Re: Who reads short stories?
« Reply #15 on: December 16, 2011, 10:34:09 AM »
I quite enjoy writing them - reading, not so much. It has to be a really excellent short story for me to enjoy reading it. I think Stephen King's short story compilations are the only ones I've ever paid for (never stolen any but read plenty on crit groups etc).

The point about world building is well made & probably my 'efficient' style of fantasy was born in trying to write fantasy short stories where the world building had to be pulled out of the reader with a small number of well targetted lines. The three short stories of mine alluded to up thread are all set in the real world, which means less world-building and more story. Also two of them are horror, which is again easier in short form (hence Stephen King's appeal).

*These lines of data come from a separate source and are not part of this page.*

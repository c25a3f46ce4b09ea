//! CLI command definitions and dispatch.

pub mod config;
pub mod session;
pub mod token;

use clap::{Parser, Subcommand};

use crate::output::OutputFormat;
use heartgate_core::config::AppConfig;
use heartgate_core::error::AppError;

/// Heartgate administration tool
#[derive(Debug, Parser)]
#[command(name = "heartgate", version, about, long_about = None)]
pub struct Cli {
    /// Directory holding default.toml and the per-environment overlays
    #[arg(short, long, default_value = "config")]
    pub config_dir: String,

    /// Configuration environment
    #[arg(short, long, env = "HEARTGATE_ENV", default_value = "development")]
    pub env: String,

    /// Output format
    #[arg(short, long, value_enum, default_value = "table")]
    pub format: OutputFormat,

    /// Subcommand to execute
    #[command(subcommand)]
    pub command: Commands,
}

/// Top-level commands
#[derive(Debug, Subcommand)]
pub enum Commands {
    /// Issue and inspect heartbeat tokens
    Token(token::TokenArgs),
    /// Inspect stored sessions
    Session(session::SessionArgs),
    /// Configuration management
    Config(config::ConfigArgs),
}

impl Cli {
    /// Execute the CLI command
    pub async fn execute(&self) -> Result<(), AppError> {
        match &self.command {
            Commands::Token(args) => token::execute(args, &self.load_config()?, self.format),
            Commands::Session(args) => {
                session::execute(args, &self.load_config()?, self.format).await
            }
            Commands::Config(args) => config::execute(args, self.load_config(), self.format),
        }
    }

    /// Load configuration for the selected directory and environment.
    fn load_config(&self) -> Result<AppConfig, AppError> {
        AppConfig::load_from(&self.config_dir, &self.env)
    }
}
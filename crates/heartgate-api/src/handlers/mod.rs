//! Route handlers.

pub mod health;
pub mod heartbeat;
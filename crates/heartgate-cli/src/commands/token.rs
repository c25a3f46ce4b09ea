//! Heartbeat token CLI commands.

use clap::{Args, Subcommand, ValueEnum};

use crate::output::{self, FieldRow, OutputFormat};
use heartgate_core::config::AppConfig;
use heartgate_core::error::AppError;
use heartgate_core::types::{HeartbeatClaims, RejectStrategy};
use heartgate_token::TokenCodec;

/// Arguments for token commands
#[derive(Debug, Args)]
pub struct TokenArgs {
    /// Token subcommand
    #[command(subcommand)]
    pub command: TokenCommand,
}

/// Token subcommands
#[derive(Debug, Subcommand)]
pub enum TokenCommand {
    /// Mint a backend-originated token that starts a new session
    Issue(IssueArgs),
    /// Decrypt a token and show its claims
    Inspect {
        /// Token to decode
        token: String,
    },
}

/// Policy carried by an issued token
#[derive(Debug, Args)]
pub struct IssueArgs {
    /// Account the token belongs to
    #[arg(long)]
    pub user_id: String,
    /// Content being played
    #[arg(long)]
    pub asset_id: Option<String>,
    /// Expected seconds between heartbeats
    #[arg(long)]
    pub heartbeat_cycle: Option<u64>,
    /// Seconds a heartbeat may arrive early
    #[arg(long)]
    pub cycle_lower_tolerance: Option<u64>,
    /// Seconds a heartbeat may arrive late
    #[arg(long)]
    pub cycle_upper_tolerance: Option<u64>,
    /// Which sessions lose when the limit is hit
    #[arg(long, value_enum)]
    pub reject_strategy: Option<StrategyArg>,
    /// Maximum number of eligible sessions
    #[arg(long)]
    pub session_limit: Option<u64>,
    /// Heartbeats before a session counts toward the limit
    #[arg(long)]
    pub checking_threshold: Option<u64>,
    /// Hard cap on active sessions
    #[arg(long)]
    pub sessions_edge: Option<u64>,
}

/// Command-line spelling of [`RejectStrategy`]
#[derive(Debug, Clone, Copy, PartialEq, Eq, ValueEnum)]
pub enum StrategyArg {
    /// Reject the newest sessions
    MostRecent,
    /// Reject the oldest sessions
    LeastRecent,
}

impl From<StrategyArg> for RejectStrategy {
    fn from(arg: StrategyArg) -> Self {
        match arg {
            StrategyArg::MostRecent => Self::MostRecent,
            StrategyArg::LeastRecent => Self::LeastRecent,
        }
    }
}

impl IssueArgs {
    /// Claims of a backend-originated token: no session id, no timestamps.
    pub fn to_claims(&self) -> HeartbeatClaims {
        let mut claims = HeartbeatClaims::for_user(self.user_id.clone());
        claims.asset_id = self.asset_id.clone();
        claims.heartbeat_cycle = self.heartbeat_cycle;
        claims.cycle_lower_tolerance = self.cycle_lower_tolerance;
        claims.cycle_upper_tolerance = self.cycle_upper_tolerance;
        claims.reject_strategy = self.reject_strategy.map(Into::into);
        claims.session_limit = self.session_limit;
        claims.checking_threshold = self.checking_threshold;
        claims.sessions_edge = self.sessions_edge;
        claims
    }
}

/// Execute token commands
pub fn execute(args: &TokenArgs, config: &AppConfig, format: OutputFormat) -> Result<(), AppError> {
    if config.token.uses_default_key() {
        output::print_warning("Using the built-in development shared key");
    }
    let codec = TokenCodec::from_config(&config.token);

    match &args.command {
        TokenCommand::Issue(issue) => {
            let claims = issue.to_claims();
            if claims.user_id.trim().is_empty() {
                return Err(AppError::validation("--user-id must not be empty"));
            }
            let token = codec.encode(&claims)?;
            output::print_item(
                &serde_json::json!({ "heartbeat_token": token }),
                vec![FieldRow::new("heartbeat_token", &token)],
                format,
            );
        }
        TokenCommand::Inspect { token } => {
            let claims = codec.decode(token).map_err(|e| {
                AppError::validation(format!("Token could not be decoded: {e}"))
            })?;
            output::print_item(&claims, claim_rows(&claims), format);
        }
    }

    Ok(())
}

/// Detail rows for a claim set, `-` marking unset fields.
fn claim_rows(claims: &HeartbeatClaims) -> Vec<FieldRow> {
    fn show<T: ToString>(value: &Option<T>) -> String {
        value.as_ref().map_or_else(|| "-".to_string(), ToString::to_string)
    }

    vec![
        FieldRow::new("user_id", &claims.user_id),
        FieldRow::new("session_id", show(&claims.session_id)),
        FieldRow::new("asset_id", show(&claims.asset_id)),
        FieldRow::new("heartbeat_cycle", show(&claims.heartbeat_cycle)),
        FieldRow::new("cycle_lower_tolerance", show(&claims.cycle_lower_tolerance)),
        FieldRow::new("cycle_upper_tolerance", show(&claims.cycle_upper_tolerance)),
        FieldRow::new("reject_strategy", show(&claims.reject_strategy)),
        FieldRow::new("session_limit", show(&claims.session_limit)),
        FieldRow::new("checking_threshold", show(&claims.checking_threshold)),
        FieldRow::new("sessions_edge", show(&claims.sessions_edge)),
        FieldRow::new("started_at", show(&claims.started_at.map(|t| t.to_rfc3339()))),
        FieldRow::new("timestamp", show(&claims.timestamp.map(|t| t.to_rfc3339()))),
    ]
}
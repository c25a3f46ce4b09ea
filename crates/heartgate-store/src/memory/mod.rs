//! In-memory session store.

pub mod store;

pub use store::MemorySessionStore;
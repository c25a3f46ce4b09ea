//! Heartbeat service: decode, evaluate, seal, flush.

use std::sync::Arc;

use chrono::{DateTime, SubsecRound, Utc};
use serde::{Deserialize, Serialize};
use tracing::{Span, debug};

use heartgate_core::error::AppError;
use heartgate_core::traits::SessionStore;
use heartgate_token::TokenCodec;

use crate::lifecycle::{Decision, LifecycleEngine, Outcome};

/// Input of one heartbeat.
#[derive(Debug, Clone, PartialEq, Serialize, Deserialize)]
pub struct HeartbeatRequest {
    /// Token from the backend or from the previous heartbeat reply.
    pub heartbeat_token: String,
    /// Opaque playback progress reported by the client.
    #[serde(default)]
    pub progress: Option<serde_json::Value>,
}

impl HeartbeatRequest {
    /// Request without progress.
    pub fn new(heartbeat_token: impl Into<String>) -> Self {
        Self {
            heartbeat_token: heartbeat_token.into(),
            progress: None,
        }
    }

    /// Progress value if it counts as supplied.
    ///
    /// `null`, `false`, `0`, and `""` are treated as absent.
    pub fn supplied_progress(&self) -> Option<&serde_json::Value> {
        self.progress.as_ref().filter(|value| is_truthy(value))
    }
}

/// Result of an accepted heartbeat.
#[derive(Debug, Clone, PartialEq, Eq, Serialize)]
pub struct HeartbeatReply {
    /// Token the client must send with its next heartbeat.
    pub heartbeat_token: String,
    /// Session the heartbeat was counted against.
    pub session_id: String,
    /// Whether that session was created by this heartbeat.
    pub new_session: bool,
}

/// Processes heartbeats against the session store.
#[derive(Debug, Clone)]
pub struct HeartbeatService {
    /// Token codec.
    codec: Arc<TokenCodec>,
    /// Session store.
    store: Arc<dyn SessionStore>,
    /// Decision engine.
    engine: LifecycleEngine,
}

impl HeartbeatService {
    /// Creates a new heartbeat service.
    pub fn new(codec: Arc<TokenCodec>, store: Arc<dyn SessionStore>) -> Self {
        Self {
            codec,
            store,
            engine: LifecycleEngine::new(),
        }
    }

    /// Replaces the lifecycle engine.
    pub fn with_engine(mut self, engine: LifecycleEngine) -> Self {
        self.engine = engine;
        self
    }

    /// Processes a heartbeat at the current wall-clock time.
    pub async fn process(&self, request: &HeartbeatRequest) -> Result<HeartbeatReply, AppError> {
        self.process_at(request, Utc::now().trunc_subsecs(3)).await
    }

    /// Processes a heartbeat at `now`.
    ///
    /// Store mutations are flushed exactly once after the outcome is known,
    /// including on limit rejection. A token that cannot be decoded touches
    /// nothing.
    #[tracing::instrument(name = "heartbeat", skip_all, fields(user_id = tracing::field::Empty))]
    pub async fn process_at(
        &self,
        request: &HeartbeatRequest,
        now: DateTime<Utc>,
    ) -> Result<HeartbeatReply, AppError> {
        let claims = self.codec.decode(&request.heartbeat_token).map_err(|e| {
            debug!(error = %e, "Rejecting undecodable heartbeat token");
            AppError::from(e)
        })?;
        Span::current().record("user_id", claims.user_id.as_str());
        debug!(session_id = ?claims.session_id, "Token decoded");

        let snapshot = self.store.fetch_user_session_data(&claims.user_id).await?;
        debug!(sessions = snapshot.sessions.len(), "Session snapshot fetched");

        let decision =
            self.engine
                .evaluate(&claims, &snapshot.sessions, now, request.supplied_progress());
        debug!(
            accepted = decision.is_accepted(),
            new_session = decision.is_new_session(),
            actions = decision.post_actions.len(),
            "Heartbeat evaluated"
        );

        let reply = self.seal(&decision)?;

        self.store.execute_post_actions(decision.post_actions).await?;
        debug!("Post actions flushed");

        reply.ok_or_else(AppError::limit_exceeded)
    }

    /// Seals the reply token of an accepted decision.
    fn seal(&self, decision: &Decision) -> Result<Option<HeartbeatReply>, AppError> {
        let Outcome::Accepted { claims, .. } = &decision.outcome else {
            return Ok(None);
        };
        let session_id = decision
            .session_id
            .clone()
            .ok_or_else(|| AppError::internal("Accepted heartbeat has no session id"))?;

        Ok(Some(HeartbeatReply {
            heartbeat_token: self.codec.encode(claims)?,
            session_id,
            new_session: decision.is_new_session(),
        }))
    }
}

/// Loose truthiness of a JSON value.
fn is_truthy(value: &serde_json::Value) -> bool {
    match value {
        serde_json::Value::Null => false,
        serde_json::Value::Bool(b) => *b,
        serde_json::Value::Number(n) => n.as_f64().is_some_and(|f| f != 0.0),
        serde_json::Value::String(s) => !s.is_empty(),
        serde_json::Value::Array(_) | serde_json::Value::Object(_) => true,
    }
}
//! Logging configuration.

use serde::{Deserialize, Serialize};

/// Logging and tracing configuration.
#[derive(Debug, Clone, Serialize, Deserialize)]
pub struct LoggingConfig {
    /// Log level: `"trace"`, `"debug"`, `"info"`, `"warn"`, `"error"`.
    #[serde(default = "default_level")]
    pub level: String,
    /// Log format: `"json"` or `"pretty"`.
    #[serde(default = "default_format")]
    pub format: String,
}

impl Default for LoggingConfig {
    fn default() -> Self {
        Self {
            level: default_level(),
            format: default_format(),
        }
    }
}

fn default_level() -> String {
    "info".to_string()
}

fn default_format() -> String {
    "json".to_string()
}
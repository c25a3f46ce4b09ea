//! Route definitions for the Heartgate HTTP API.

use axum::{
    Router,
    extract::DefaultBodyLimit,
    middleware as axum_middleware,
    routing::{get, post},
};
use tower_http::trace::TraceLayer;

use crate::handlers;
use crate::middleware;
use crate::state::AppState;

/// Build the complete Axum router with all routes and middleware.
pub fn build_router(state: AppState) -> Router {
    let body_limit = state.config.server.body_limit_bytes;

    Router::new()
        .route("/heartbeat", post(handlers::heartbeat::heartbeat))
        .route("/healthcheck", get(handlers::health::healthcheck))
        .layer(DefaultBodyLimit::max(body_limit))
        .layer(TraceLayer::new_for_http())
        .layer(axum_middleware::from_fn(middleware::logging::request_logging))
        .with_state(state)
}
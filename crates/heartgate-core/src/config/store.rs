//! Session store configuration.

use serde::{Deserialize, Serialize};

/// Top-level session store configuration.
#[derive(Debug, Clone, Serialize, Deserialize)]
pub struct StoreConfig {
    /// Store provider type: `"memory"` or `"redis"`.
    #[serde(default = "default_provider")]
    pub provider: String,
    /// Redis-specific store configuration.
    #[serde(default)]
    pub redis: RedisStoreConfig,
}

impl Default for StoreConfig {
    fn default() -> Self {
        Self {
            provider: default_provider(),
            redis: RedisStoreConfig::default(),
        }
    }
}

/// Redis store backend configuration.
#[derive(Debug, Clone, Serialize, Deserialize)]
pub struct RedisStoreConfig {
    /// Redis connection URL.
    #[serde(default = "default_redis_url")]
    pub url: String,
    /// Key prefix for all Heartgate keys.
    #[serde(default = "default_key_prefix")]
    pub key_prefix: String,
    /// Expiry applied to a user's session and progress hashes on every write.
    #[serde(default = "default_session_ttl")]
    pub session_ttl_seconds: u64,
}

impl RedisStoreConfig {
    /// Connection URL with the password replaced, safe for logs.
    pub fn masked_url(&self) -> String {
        let url = self.url.as_str();
        if let Some(at_pos) = url.find('@') {
            if let Some(colon_pos) = url[..at_pos].rfind(':') {
                let scheme_end = url.find("://").map(|p| p + 3).unwrap_or(0);
                if colon_pos > scheme_end {
                    return format!("{}:****@{}", &url[..colon_pos], &url[at_pos + 1..]);
                }
            }
        }
        url.to_string()
    }
}

impl Default for RedisStoreConfig {
    fn default() -> Self {
        Self {
            url: default_redis_url(),
            key_prefix: default_key_prefix(),
            session_ttl_seconds: default_session_ttl(),
        }
    }
}

fn default_provider() -> String {
    "memory".to_string()
}

fn default_redis_url() -> String {
    "redis://localhost:6379".to_string()
}

fn default_key_prefix() -> String {
    "heartgate:".to_string()
}

fn default_session_ttl() -> u64 {
    86400
}
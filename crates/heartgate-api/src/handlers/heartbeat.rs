//! Heartbeat handler.

use axum::Json;
use axum::extract::State;
use axum::extract::rejection::JsonRejection;
use tracing::debug;

use heartgate_core::error::AppError;

use crate::dto::request::HeartbeatBody;
use crate::dto::response::HeartbeatTokenResponse;
use crate::error::ApiError;
use crate::state::AppState;

/// POST /heartbeat
///
/// A body without a usable `heartbeat_token` is refused like an undecodable
/// token.
pub async fn heartbeat(
    State(state): State<AppState>,
    body: Result<Json<HeartbeatBody>, JsonRejection>,
) -> Result<Json<HeartbeatTokenResponse>, ApiError> {
    let Json(body) = body.map_err(|rejection| {
        debug!(reason = %rejection.body_text(), "Rejecting malformed heartbeat body");
        AppError::invalid_token()
    })?;

    let reply = state.heartbeat_service.process(&body.into()).await?;

    debug!(
        session_id = %reply.session_id,
        new_session = reply.new_session,
        "Heartbeat accepted"
    );

    Ok(Json(reply.into()))
}
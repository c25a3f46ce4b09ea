//! Per-user session records held by the session store.

use std::collections::BTreeMap;

use chrono::{DateTime, Utc};
use serde::{Deserialize, Serialize};

/// Last known state of one session of a user.
#[derive(Debug, Clone, PartialEq, Eq, Serialize, Deserialize)]
pub struct SessionRecord {
    /// When the session was created. Never changes afterwards.
    pub started_at: DateTime<Utc>,
    /// When the last accepted heartbeat arrived.
    pub timestamp: DateTime<Utc>,
    /// Number of accepted heartbeats, starting at 1.
    #[serde(default)]
    pub hit_counter: u64,
}

impl SessionRecord {
    /// Record for a session whose first heartbeat was accepted at `now`.
    pub fn started(now: DateTime<Utc>) -> Self {
        Self {
            started_at: now,
            timestamp: now,
            hit_counter: 1,
        }
    }

    /// Record after one more accepted heartbeat at `now`.
    pub fn renewed(&self, now: DateTime<Utc>) -> Self {
        Self {
            started_at: self.started_at,
            timestamp: now,
            hit_counter: self.hit_counter.saturating_add(1),
        }
    }
}

/// Sessions of one user keyed by session id.
///
/// A `BTreeMap` keeps iteration order stable, which makes pruning output and
/// tie-breaks between equal `started_at` values deterministic.
pub type UserSessionMap = BTreeMap<String, SessionRecord>;

/// Everything the store knows about a user that a heartbeat needs.
#[derive(Debug, Clone, Default, PartialEq, Eq, Serialize, Deserialize)]
pub struct UserSessionData {
    /// Sessions currently tracked for the user.
    #[serde(default)]
    pub sessions: UserSessionMap,
}
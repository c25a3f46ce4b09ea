//! Heartbeat token configuration.

use std::fmt;

use serde::{Deserialize, Serialize};

/// Shared key used when nothing is configured.
pub const DEFAULT_SHARED_KEY: &str = "SHAREDKEY";

/// Heartbeat token cipher configuration.
#[derive(Clone, Serialize, Deserialize)]
pub struct TokenConfig {
    /// Secret shared with the backend that issues the first token of a session.
    #[serde(default = "default_shared_key")]
    pub shared_key: String,
}

impl TokenConfig {
    /// Whether the built-in development key is in use.
    pub fn uses_default_key(&self) -> bool {
        self.shared_key == DEFAULT_SHARED_KEY
    }
}

impl Default for TokenConfig {
    fn default() -> Self {
        Self {
            shared_key: default_shared_key(),
        }
    }
}

impl fmt::Debug for TokenConfig {
    fn fmt(&self, f: &mut fmt::Formatter<'_>) -> fmt::Result {
        f.debug_struct("TokenConfig")
            .field("shared_key", &"****")
            .finish()
    }
}

fn default_shared_key() -> String {
    DEFAULT_SHARED_KEY.to_string()
}
//! Domain types shared by every Heartgate crate.

pub mod claims;
pub mod lenient;
pub mod post_action;
pub mod session;

pub use claims::{HeartbeatClaims, RejectStrategy};
pub use post_action::PostAction;
pub use session::{SessionRecord, UserSessionData, UserSessionMap};
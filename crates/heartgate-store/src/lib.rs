//! # heartgate-store
//!
//! Session store implementations for Heartgate. Supports two modes:
//!
//! - **memory**: In-process store backed by [dashmap](https://crates.io/crates/dashmap),
//!   for single-instance deployments and tests
//! - **redis**: Redis-backed store using the [redis](https://crates.io/crates/redis) crate,
//!   shared by every instance
//!
//! The backend is selected at runtime based on configuration.

pub mod keys;
#[cfg(feature = "memory")]
pub mod memory;
pub mod provider;
#[cfg(feature = "redis-backend")]
pub mod redis;

pub use provider::StoreManager;
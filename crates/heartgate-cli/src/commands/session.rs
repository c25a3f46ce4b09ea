//! Session inspection CLI commands.

use clap::{Args, Subcommand};
use serde::Serialize;
use tabled::Tabled;

use crate::output::{self, OutputFormat};
use heartgate_core::config::AppConfig;
use heartgate_core::error::AppError;
use heartgate_core::traits::SessionStore;
use heartgate_core::types::UserSessionMap;
use heartgate_store::StoreManager;

/// Arguments for session commands
#[derive(Debug, Args)]
pub struct SessionArgs {
    /// Session subcommand
    #[command(subcommand)]
    pub command: SessionCommand,
}

/// Session subcommands
#[derive(Debug, Subcommand)]
pub enum SessionCommand {
    /// List the sessions stored for a user
    List {
        /// User ID
        #[arg(long)]
        user_id: String,
    },
    /// Show the stored progress of a user in an asset
    Progress {
        /// User ID
        #[arg(long)]
        user_id: String,
        /// Asset ID
        #[arg(long)]
        asset_id: String,
    },
}

/// Session display row
#[derive(Debug, Serialize, Tabled)]
struct SessionRow {
    /// Session ID
    session_id: String,
    /// Started
    started_at: String,
    /// Last heartbeat
    last_seen: String,
    /// Accepted heartbeats
    hit_counter: u64,
}

/// Execute session commands
pub async fn execute(
    args: &SessionArgs,
    config: &AppConfig,
    format: OutputFormat,
) -> Result<(), AppError> {
    if config.store.provider == "memory" {
        output::print_warning(
            "The memory store lives inside the server process; this command only sees an empty store",
        );
    }
    let store = StoreManager::new(&config.store).await?;

    match &args.command {
        SessionCommand::List { user_id } => {
            let data = store.fetch_user_session_data(user_id).await?;
            output::print_list(&session_rows(&data.sessions), format);
        }
        SessionCommand::Progress { user_id, asset_id } => {
            match store.fetch_progress(user_id, asset_id).await? {
                Some(progress) => output::print_json(&progress),
                None => println!("No progress stored."),
            }
        }
    }

    Ok(())
}

fn session_rows(sessions: &UserSessionMap) -> Vec<SessionRow> {
    sessions
        .iter()
        .map(|(session_id, record)| SessionRow {
            session_id: session_id.clone(),
            started_at: record.started_at.to_rfc3339(),
            last_seen: record.timestamp.to_rfc3339(),
            hit_counter: record.hit_counter,
        })
        .collect()
}
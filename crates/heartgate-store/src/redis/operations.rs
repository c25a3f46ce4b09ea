//! Redis session store implementation.
//!
//! Each user owns two hashes: `sessions:{user}` (session id to record JSON)
//! and `progress:{user}` (asset id to progress JSON). A batch of post
//! actions is sent as a single `MULTI`/`EXEC` pipeline.

use std::collections::HashMap;

use async_trait::async_trait;
use redis::AsyncCommands;
use tracing::{debug, warn};

use heartgate_core::config::RedisStoreConfig;
use heartgate_core::error::{AppError, ErrorKind};
use heartgate_core::result::AppResult;
use heartgate_core::traits::SessionStore;
use heartgate_core::types::{PostAction, SessionRecord, UserSessionData, UserSessionMap};

use super::client::RedisClient;
use crate::keys;

/// Redis-backed session store shared by every Heartgate instance.
#[derive(Debug, Clone)]
pub struct RedisSessionStore {
    /// Redis client.
    client: RedisClient,
    /// Expiry refreshed on every write to a user's hashes.
    ttl_seconds: i64,
}

impl RedisSessionStore {
    /// Create a new Redis session store.
    pub fn new(client: RedisClient, config: &RedisStoreConfig) -> Self {
        Self {
            client,
            ttl_seconds: i64::try_from(config.session_ttl_seconds).unwrap_or(i64::MAX),
        }
    }

    /// Map a Redis error to an AppError.
    fn map_err(e: redis::RedisError) -> AppError {
        AppError::with_source(ErrorKind::StoreUnavailable, format!("Redis error: {e}"), e)
    }

    /// Build the transaction applying a batch.
    fn build_pipeline(&self, actions: &[PostAction]) -> AppResult<redis::Pipeline> {
        let mut pipe = redis::pipe();
        pipe.atomic();

        for action in actions {
            match action {
                PostAction::SetSession {
                    user_id,
                    session_id,
                    record,
                } => {
                    let key = self.client.prefixed_key(&keys::user_sessions(user_id));
                    let value = serde_json::to_string(record)?;
                    pipe.hset(&key, session_id, value).ignore();
                    pipe.expire(&key, self.ttl_seconds).ignore();
                }
                PostAction::DeleteSession {
                    user_id,
                    session_id,
                } => {
                    let key = self.client.prefixed_key(&keys::user_sessions(user_id));
                    pipe.hdel(&key, session_id).ignore();
                }
                PostAction::UpdateProgress {
                    user_id,
                    asset_id,
                    progress,
                } => {
                    let key = self.client.prefixed_key(&keys::user_progress(user_id));
                    let value = serde_json::to_string(progress)?;
                    pipe.hset(&key, asset_id, value).ignore();
                    pipe.expire(&key, self.ttl_seconds).ignore();
                }
            }
        }

        Ok(pipe)
    }
}

#[async_trait]
impl SessionStore for RedisSessionStore {
    async fn fetch_user_session_data(&self, user_id: &str) -> AppResult<UserSessionData> {
        let key = self.client.prefixed_key(&keys::user_sessions(user_id));
        let mut conn = self.client.conn_mut();
        let raw: HashMap<String, String> = conn.hgetall(&key).await.map_err(Self::map_err)?;

        let mut sessions = UserSessionMap::new();
        for (session_id, json) in raw {
            match serde_json::from_str::<SessionRecord>(&json) {
                Ok(record) => {
                    sessions.insert(session_id, record);
                }
                Err(e) => {
                    warn!(
                        user_id = %user_id,
                        session_id = %session_id,
                        error = %e,
                        "Skipping unreadable session record"
                    );
                }
            }
        }

        Ok(UserSessionData { sessions })
    }

    async fn execute_post_actions(&self, actions: Vec<PostAction>) -> AppResult<()> {
        if actions.is_empty() {
            return Ok(());
        }

        let pipe = self.build_pipeline(&actions)?;
        let mut conn = self.client.conn_mut();
        let _: () = pipe.query_async(&mut conn).await.map_err(Self::map_err)?;

        debug!(count = actions.len(), "Applied post actions in Redis");
        Ok(())
    }

    async fn fetch_progress(
        &self,
        user_id: &str,
        asset_id: &str,
    ) -> AppResult<Option<serde_json::Value>> {
        let key = self.client.prefixed_key(&keys::user_progress(user_id));
        let mut conn = self.client.conn_mut();
        let raw: Option<String> = conn.hget(&key, asset_id).await.map_err(Self::map_err)?;

        match raw {
            Some(json) => Ok(Some(serde_json::from_str(&json)?)),
            None => Ok(None),
        }
    }

    async fn health_check(&self) -> AppResult<bool> {
        let mut conn = self.client.conn_mut();
        let pong: String = redis::cmd("PING")
            .query_async(&mut conn)
            .await
            .map_err(Self::map_err)?;
        Ok(pong == "PONG")
    }
}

I have just last week written my first ever short story set in an established world with pre-known characters (a Prince of Thorns short story) and found it a difficult enterprise. Normally when I write a short story the characters and settings evolve with the plot to serve the story. If you start with several things fixed and relatively inflexible... it's harder to make a good short story.





Offline Michael Sullivan

Re: Who reads short stories?
« Reply #16 on: December 16, 2011, 11:47:59 AM »
I'm not a big short story reader.  I should be as I tend to be a slow reader so that would allow me to get through them more easily, but I like spending time with characters so I tend toward longer works.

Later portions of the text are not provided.